Shepard Melissa Jeuken says: "They are good grazers. They have a large room and capacity so they can eat a lot of forage.
"Hopefully they will be able to eat their own weight in forage every day.
"For adults that is about 35kg to 40kg for the females and about 50kg for the males."
The wildfires in Howth took six weeks to fully extinguish during the summer.
The cost to the taxpayer is estimated to be as much as €250,000.
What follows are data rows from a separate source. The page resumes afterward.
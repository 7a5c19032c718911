use std::sync::atomic::{AtomicBool, Ordering};
use std::sync::{Arc, Mutex, PoisonError, Weak};
use std::task::Waker;

use futures::task::AtomicWaker;

struct Node {
    cancelled: AtomicBool,
    waker: AtomicWaker,
    children: Mutex<Vec<Weak<Node>>>,
}

impl Node {
    fn new(cancelled: bool) -> Arc<Self> {
        Arc::new(Self {
            cancelled: AtomicBool::new(cancelled),
            waker: AtomicWaker::new(),
            children: Mutex::new(Vec::new()),
        })
    }

    fn cancel(&self) {
        if self.cancelled.swap(true, Ordering::AcqRel) {
            return;
        }
        self.waker.wake();
        self.cancel_children();
    }

    fn cancel_children(&self) {
        let children: Vec<Arc<Node>> = {
            let mut guard = self.children.lock().unwrap_or_else(PoisonError::into_inner);
            guard.retain(|c| c.strong_count() > 0);
            guard.iter().filter_map(Weak::upgrade).collect()
        };
        for child in children {
            child.cancel();
        }
    }
}

/// Cancellation flag shared along a request tree.
///
/// Cancelling a token cancels every token derived from it with
/// [`CancelToken::child`], and wakes the task registered on each.
#[derive(Clone)]
pub struct CancelToken {
    node: Arc<Node>,
}

impl CancelToken {
    pub fn new() -> Self {
        Self {
            node: Node::new(false),
        }
    }

    /// A token cancelled whenever this one is. Born cancelled if this one
    /// already is.
    pub fn child(&self) -> CancelToken {
        let mut children = self
            .node
            .children
            .lock()
            .unwrap_or_else(PoisonError::into_inner);
        let node = Node::new(self.is_cancelled());
        children.push(Arc::downgrade(&node));
        CancelToken { node }
    }

    pub fn cancel(&self) {
        self.node.cancel();
    }

    /// Cancel all descendants but leave this token untouched.
    pub fn cancel_children(&self) {
        self.node.cancel_children();
    }

    pub fn is_cancelled(&self) -> bool {
        self.node.cancelled.load(Ordering::Acquire)
    }

    /// Wake `waker` when the token is cancelled. Replaces any earlier waker.
    pub fn register(&self, waker: &Waker) {
        self.node.waker.register(waker);
    }
}

impl Default for CancelToken {
    fn default() -> Self {
        Self::new()
    }
}

impl std::fmt::Debug for CancelToken {
    fn fmt(&self, f: &mut std::fmt::Formatter<'_>) -> std::fmt::Result {
        f.debug_struct("CancelToken")
            .field("cancelled", &self.is_cancelled())
            .finish()
    }
}

#[cfg(test)]
mod tests {
    use super::*;

    #[test]
    fn cancel_reaches_grandchildren() {
        let root = CancelToken::new();
        let child = root.child();
        let grandchild = child.child();
        root.cancel();
        assert!(child.is_cancelled());
        assert!(grandchild.is_cancelled());
    }

    #[test]
    fn cancel_children_spares_self() {
        let root = CancelToken::new();
        let a = root.child();
        let b = root.child();
        root.cancel_children();
        assert!(!root.is_cancelled());
        assert!(a.is_cancelled() && b.is_cancelled());
    }

    #[test]
    fn child_of_cancelled_token_starts_cancelled() {
        let root = CancelToken::new();
        root.cancel();
        assert!(root.child().is_cancelled());
    }

    #[test]
    fn child_cancel_does_not_reach_parent() {
        let root = CancelToken::new();
        let child = root.child();
        child.cancel();
        assert!(!root.is_cancelled());
    }

    #[test]
    fn dropped_children_are_pruned() {
        let root = CancelToken::new();
        for _ in 0..10 {
            let _ = root.child();
        }
        root.cancel_children();
        assert!(root.node.children.lock().unwrap().is_empty());
    }
}
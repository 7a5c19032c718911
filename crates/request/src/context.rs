use std::future::Future;
use std::sync::atomic::{AtomicU64, Ordering};
use std::sync::Arc;

use roiflow_scheduler::{Priority, Scheduler};

use crate::cancel::CancelToken;
use crate::error::RequestError;
use crate::request::{Request, RequestBuilder};

/// Handed to a request's computation; spawns child requests that inherit
/// its cancellation and sort just after it.
#[derive(Clone)]
pub struct RequestContext {
    scheduler: Scheduler,
    token: CancelToken,
    priority: Priority,
    next_child: Arc<AtomicU64>,
}

impl RequestContext {
    pub(crate) fn new(scheduler: Scheduler, token: CancelToken, priority: Priority) -> Self {
        Self {
            scheduler,
            token,
            priority,
            next_child: Arc::new(AtomicU64::new(0)),
        }
    }

    /// A detached context with its own token, for code that starts a
    /// request tree outside any request.
    pub fn root(scheduler: &Scheduler) -> Self {
        Self::new(scheduler.clone(), CancelToken::new(), Priority::root())
    }

    /// Create (but do not submit) a child request.
    pub fn request<U, F, Fut>(&self, name: impl Into<String>, f: F) -> Request<U>
    where
        U: Send + 'static,
        F: FnOnce(RequestContext) -> Fut,
        Fut: Future<Output = Result<U, RequestError>> + Send + 'static,
    {
        let index = self.next_child.fetch_add(1, Ordering::Relaxed);
        RequestBuilder::new(&self.scheduler)
            .name(name)
            .priority(self.priority.child(index))
            .token(self.token.child())
            .build(f)
    }

    pub fn scheduler(&self) -> &Scheduler {
        &self.scheduler
    }

    pub fn token(&self) -> &CancelToken {
        &self.token
    }

    pub fn priority(&self) -> &Priority {
        &self.priority
    }

    pub fn is_cancelled(&self) -> bool {
        self.token.is_cancelled()
    }

    /// `Err(Cancelled)` once the request has been cancelled, for computations
    /// that want an early exit between stages.
    pub fn check_cancelled(&self) -> Result<(), RequestError> {
        if self.is_cancelled() {
            Err(RequestError::Cancelled)
        } else {
            Ok(())
        }
    }
}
We're off to start our new Conservation Grazing job on Howth Head! See you soon Dublin. 😊👍 pic.twitter.com/VtwYYk1hDv
— Old Irish Goat Society (@OldIrishGoatSoc) September 8, 2021
Fingal County Council’s Biodiversity Officer Hans Visser explains what he hopes the goats will achieve: "The height of the gorse comes down to make the fires less big.
"It is trying to I suppose cut up the landscape into smaller bits so that if a fire happens, it will only burn a small bit of the landscape instead of the whole mountainside."